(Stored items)
┄┄┄┄┄┄
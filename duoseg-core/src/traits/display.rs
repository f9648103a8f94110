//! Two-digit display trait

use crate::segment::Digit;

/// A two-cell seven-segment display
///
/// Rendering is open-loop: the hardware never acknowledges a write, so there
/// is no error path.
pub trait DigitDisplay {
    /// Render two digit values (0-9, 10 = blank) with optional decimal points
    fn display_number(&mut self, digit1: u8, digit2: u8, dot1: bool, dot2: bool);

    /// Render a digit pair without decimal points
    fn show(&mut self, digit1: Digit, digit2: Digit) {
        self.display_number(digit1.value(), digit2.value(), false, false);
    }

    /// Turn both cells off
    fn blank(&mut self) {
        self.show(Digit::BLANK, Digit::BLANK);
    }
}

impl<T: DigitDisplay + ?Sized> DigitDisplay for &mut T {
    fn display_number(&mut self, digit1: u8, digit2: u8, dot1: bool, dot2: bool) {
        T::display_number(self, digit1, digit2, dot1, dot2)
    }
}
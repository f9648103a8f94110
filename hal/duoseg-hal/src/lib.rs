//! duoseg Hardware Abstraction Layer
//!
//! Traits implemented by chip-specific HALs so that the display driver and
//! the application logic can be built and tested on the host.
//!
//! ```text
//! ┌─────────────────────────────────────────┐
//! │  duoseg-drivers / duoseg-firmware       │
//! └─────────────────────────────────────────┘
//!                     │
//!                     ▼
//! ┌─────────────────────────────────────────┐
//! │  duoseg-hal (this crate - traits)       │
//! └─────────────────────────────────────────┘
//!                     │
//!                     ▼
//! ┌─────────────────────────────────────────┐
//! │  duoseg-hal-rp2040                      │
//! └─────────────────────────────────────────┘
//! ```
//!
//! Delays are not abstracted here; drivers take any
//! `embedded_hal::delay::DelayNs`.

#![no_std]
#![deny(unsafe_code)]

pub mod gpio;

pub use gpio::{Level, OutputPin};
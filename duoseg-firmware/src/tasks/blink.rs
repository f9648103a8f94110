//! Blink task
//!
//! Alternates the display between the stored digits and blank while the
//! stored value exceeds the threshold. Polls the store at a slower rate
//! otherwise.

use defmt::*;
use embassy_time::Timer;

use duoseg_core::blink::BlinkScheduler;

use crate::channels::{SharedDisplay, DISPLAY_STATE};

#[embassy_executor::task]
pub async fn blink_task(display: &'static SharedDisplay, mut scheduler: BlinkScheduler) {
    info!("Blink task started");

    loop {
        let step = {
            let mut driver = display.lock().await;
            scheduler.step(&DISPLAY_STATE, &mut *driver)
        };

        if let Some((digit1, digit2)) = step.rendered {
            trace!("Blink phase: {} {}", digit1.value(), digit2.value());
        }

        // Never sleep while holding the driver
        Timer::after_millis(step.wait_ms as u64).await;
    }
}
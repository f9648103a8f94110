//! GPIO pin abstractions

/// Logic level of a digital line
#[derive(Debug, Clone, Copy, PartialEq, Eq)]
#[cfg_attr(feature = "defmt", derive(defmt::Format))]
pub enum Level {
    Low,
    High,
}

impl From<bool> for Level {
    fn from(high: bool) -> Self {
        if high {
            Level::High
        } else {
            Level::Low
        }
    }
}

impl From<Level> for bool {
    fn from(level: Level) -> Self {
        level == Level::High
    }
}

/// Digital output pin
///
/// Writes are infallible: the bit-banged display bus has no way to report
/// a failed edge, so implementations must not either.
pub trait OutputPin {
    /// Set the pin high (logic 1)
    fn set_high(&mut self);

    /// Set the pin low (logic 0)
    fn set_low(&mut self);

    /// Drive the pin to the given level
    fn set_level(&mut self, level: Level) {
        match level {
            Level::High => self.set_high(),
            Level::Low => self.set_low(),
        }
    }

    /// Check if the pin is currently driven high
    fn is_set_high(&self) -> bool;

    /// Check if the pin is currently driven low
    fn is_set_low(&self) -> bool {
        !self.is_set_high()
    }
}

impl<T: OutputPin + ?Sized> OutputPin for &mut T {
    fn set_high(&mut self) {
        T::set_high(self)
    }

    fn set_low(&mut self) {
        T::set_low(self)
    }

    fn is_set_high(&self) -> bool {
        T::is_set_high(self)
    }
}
┄┄┄┄┄┄
**EXERCISE DESCRIPTION**
Would you filter the records and copy out each line containing "bool"?

**RESULT**
    fn display_number(&mut self, digit1: u8, digit2: u8, dot1: bool, dot2: bool);
    fn display_number(&mut self, digit1: u8, digit2: u8, dot1: bool, dot2: bool) {
impl From<bool> for Level {
    fn from(high: bool) -> Self {
impl From<Level> for bool {
    fn is_set_high(&self) -> bool;
    fn is_set_low(&self) -> bool {
    fn is_set_high(&self) -> bool {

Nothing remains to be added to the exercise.